Friends of the Earth warns that too fast a shift will just move problems associated with soya cultivation in South America to countries in eastern Europe – where sustainability standards and legislative frameworks remain weak, and corruption is rife. There are increasing concerns about big farmers grabbing land, deforestation and pollution of the soil and water from the overuse of chemicals.
Ukraine is already Europe’s soya superpower, producing 3.9 millions tons per year – some way behind the global powerhouses of Brazil and the United States. Strings of murky land deals allowing Ukrainian conglomerates to grow to unprecedented sizes have strengthened calls from campaigners for the EU to remain cautious about increased dependency on Ukrainian or Romanian soya.

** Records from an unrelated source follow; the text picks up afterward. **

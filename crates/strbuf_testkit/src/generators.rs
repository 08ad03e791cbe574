//! Property-based test generators using proptest.

use crate::model::Op;
use proptest::prelude::*;

/// Strategy for a single appended chunk of arbitrary bytes.
///
/// Lengths straddle the 16-byte first-write threshold.
pub fn byte_chunk_strategy() -> impl Strategy<Value = Vec<u8>> {
    prop::collection::vec(any::<u8>(), 0..64)
}

/// Strategy for a sequence of appended chunks.
pub fn chunks_strategy() -> impl Strategy<Value = Vec<Vec<u8>>> {
    prop::collection::vec(byte_chunk_strategy(), 0..32)
}

/// Strategy for a single builder operation.
pub fn op_strategy() -> impl Strategy<Value = Op> {
    prop_oneof![
        4 => any::<u8>().prop_map(Op::Char),
        4 => byte_chunk_strategy().prop_map(Op::Bytes),
        2 => (any::<i32>(), any::<i32>()).prop_map(|(a, b)| Op::Sum(a, b)),
        1 => Just(Op::Reset),
        1 => Just(Op::Release),
    ]
}

/// Strategy for a sequence of builder operations.
pub fn ops_strategy() -> impl Strategy<Value = Vec<Op>> {
    prop::collection::vec(op_strategy(), 0..64)
}
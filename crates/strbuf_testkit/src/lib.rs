//! # strbuf Testkit
//!
//! Test utilities for the strbuf string builder.
//!
//! This crate provides:
//! - Property-based test generators using proptest
//! - A reference model that mirrors the builder with a plain `Vec<u8>`
//! - Invariant checks shared by the property tests

#![deny(unsafe_code)]
#![warn(missing_docs)]

pub mod generators;
pub mod model;

/// Prelude module for convenient imports
pub mod prelude {
    pub use crate::generators::*;
    pub use crate::model::*;
}

pub use generators::*;
pub use model::*;
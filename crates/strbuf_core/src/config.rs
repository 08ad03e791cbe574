//! Growth policy configuration.

/// Capacity allocated by the first write when it is small.
pub const DEFAULT_INITIAL_CAPACITY: usize = 32;

/// Largest first write that still gets [`DEFAULT_INITIAL_CAPACITY`].
pub const DEFAULT_SMALL_WRITE_THRESHOLD: usize = 16;

/// Multiplier applied to a large first write.
pub const DEFAULT_FIRST_WRITE_FACTOR: usize = 2;

/// Controls how a [`StringBuilder`](crate::StringBuilder) sizes its
/// storage.
///
/// The first allocation is `initial_capacity` bytes, unless the first
/// write is larger than `small_write_threshold`, in which case it is
/// `first_write_factor` times the write. Later growth always doubles.
#[derive(Debug, Clone, Copy, PartialEq, Eq)]
pub struct GrowthPolicy {
    /// Capacity of the first allocation for small writes.
    pub initial_capacity: usize,

    /// Writes up to this many bytes count as small.
    pub small_write_threshold: usize,

    /// Multiplier for a large first write.
    pub first_write_factor: usize,
}

impl Default for GrowthPolicy {
    fn default() -> Self {
        Self {
            initial_capacity: DEFAULT_INITIAL_CAPACITY,
            small_write_threshold: DEFAULT_SMALL_WRITE_THRESHOLD,
            first_write_factor: DEFAULT_FIRST_WRITE_FACTOR,
        }
    }
}

impl GrowthPolicy {
    /// Creates a policy with default values.
    #[must_use]
    pub fn new() -> Self {
        Self::default()
    }

    /// Sets the capacity of the first allocation for small writes.
    #[must_use]
    pub const fn initial_capacity(mut self, capacity: usize) -> Self {
        self.initial_capacity = capacity;
        self
    }

    /// Sets the largest write that counts as small.
    #[must_use]
    pub const fn small_write_threshold(mut self, threshold: usize) -> Self {
        self.small_write_threshold = threshold;
        self
    }

    /// Sets the multiplier for a large first write.
    #[must_use]
    pub const fn first_write_factor(mut self, factor: usize) -> Self {
        self.first_write_factor = factor;
        self
    }

    /// Capacity chosen for the first allocation of an empty buffer
    /// receiving `extra` bytes.
    ///
    /// Returns `None` if the computation overflows. The result is never
    /// zero so that doubling always makes progress.
    #[must_use]
    pub fn initial_capacity_for(&self, extra: usize) -> Option<usize> {
        let capacity = if extra <= self.small_write_threshold {
            self.initial_capacity
        } else {
            extra.checked_mul(self.first_write_factor)?
        };
        Some(capacity.max(1))
    }
}
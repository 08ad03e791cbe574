//! # strbuf core
//!
//! A small growable string builder.
//!
//! [`StringBuilder`] accumulates bytes with amortized O(1) appends and
//! keeps its content zero-terminated, so it can be handed to C string
//! consumers without copying.
//!
//! ## Growth
//!
//! - The first allocation is 32 bytes, or twice the first write when that
//!   write is longer than 16 bytes
//! - Later growth doubles the capacity until the write and its terminator fit
//! - Capacity is never given back by [`StringBuilder::reset`]; only
//!   [`StringBuilder::release`] frees it
//!
//! The thresholds live in [`GrowthPolicy`].
//!
//! ## Usage
//!
//! ```
//! use strbuf_core::{appendf, StringBuilder};
//!
//! let mut sb = StringBuilder::new();
//! sb.append_str("answer: ").unwrap();
//! appendf!(sb, "{}", 42).unwrap();
//! assert_eq!(sb.to_str().unwrap(), "answer: 42");
//!
//! sb.release();
//! assert_eq!(sb.capacity(), 0);
//! ```

#![deny(unsafe_code)]
#![warn(missing_docs)]

mod builder;
mod config;
mod error;

pub use builder::StringBuilder;
pub use config::{
    GrowthPolicy, DEFAULT_FIRST_WRITE_FACTOR, DEFAULT_INITIAL_CAPACITY,
    DEFAULT_SMALL_WRITE_THRESHOLD,
};
pub use error::{StrBufError, StrBufResult};

/// Crate version.
pub const VERSION: &str = env!("CARGO_PKG_VERSION");

/// Appends formatted text to a [`StringBuilder`].
///
/// Takes the same arguments as [`format!`] after the builder and
/// evaluates to a [`StrBufResult<()>`].
///
/// ```
/// use strbuf_core::{appendf, StringBuilder};
///
/// let mut sb = StringBuilder::new();
/// appendf!(sb, "{} + {} = {}\n", 2, 2, 4).unwrap();
/// assert_eq!(sb.as_bytes(), b"2 + 2 = 4\n");
/// ```
#[macro_export]
macro_rules! appendf {
    ($sb:expr, $($arg:tt)*) => {
        $sb.append_formatted(::std::format_args!($($arg)*))
    };
}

Exports of illegal GM soya from Ukraine into the EU are also a concern. Under current biosafety laws in Ukraine it is not allowed to grow unregistered GM crops. However, since there is no regulatory framework for approval and registration for GM technology, no genetically modified crops are allowed for cultivation.
However, field research by the Romanian NGO Agent Green and the Austrian government’s Environmental Institute shows that up to half of all soya exported from Ukraine could be illegally grown GM crops. The United States Department of Agriculture (USDA) puts it higher still: it estimates, on the basis of ‘industry rumours’, that up to 65% of all Ukrainian soya exports could be illegal. Research samples commissioned by the ecologically certified German supermarket Bio Landmarkt have also tested positive for GM contamination.
For Ukrainian seed merchant Volodymyr Onatskyi, this comes as no surprise: “We suspect that the first genetically modified soya was smuggled into Ukraine by a big poultry producer to grow cheaper fodder. Small farmers selling their produce on local markets are now surrounded by plantations growing GM soya, run by conglomerates. Farmers are starting to ask themselves how they will ever be able to pass on fertile soils to their children.”
Currently, there are no formal sanctions in place for farmers caught growing unregistered GM soya in Ukraine. While some traders choose to hire private agencies to check their cargos for GM contamination, customs checks at Ukrainian ports do not include inspecting for GM. A new draft law to regulate GM activities, presented to the Ukrainian parliament in August 2021, could better the chances for GM-free soya.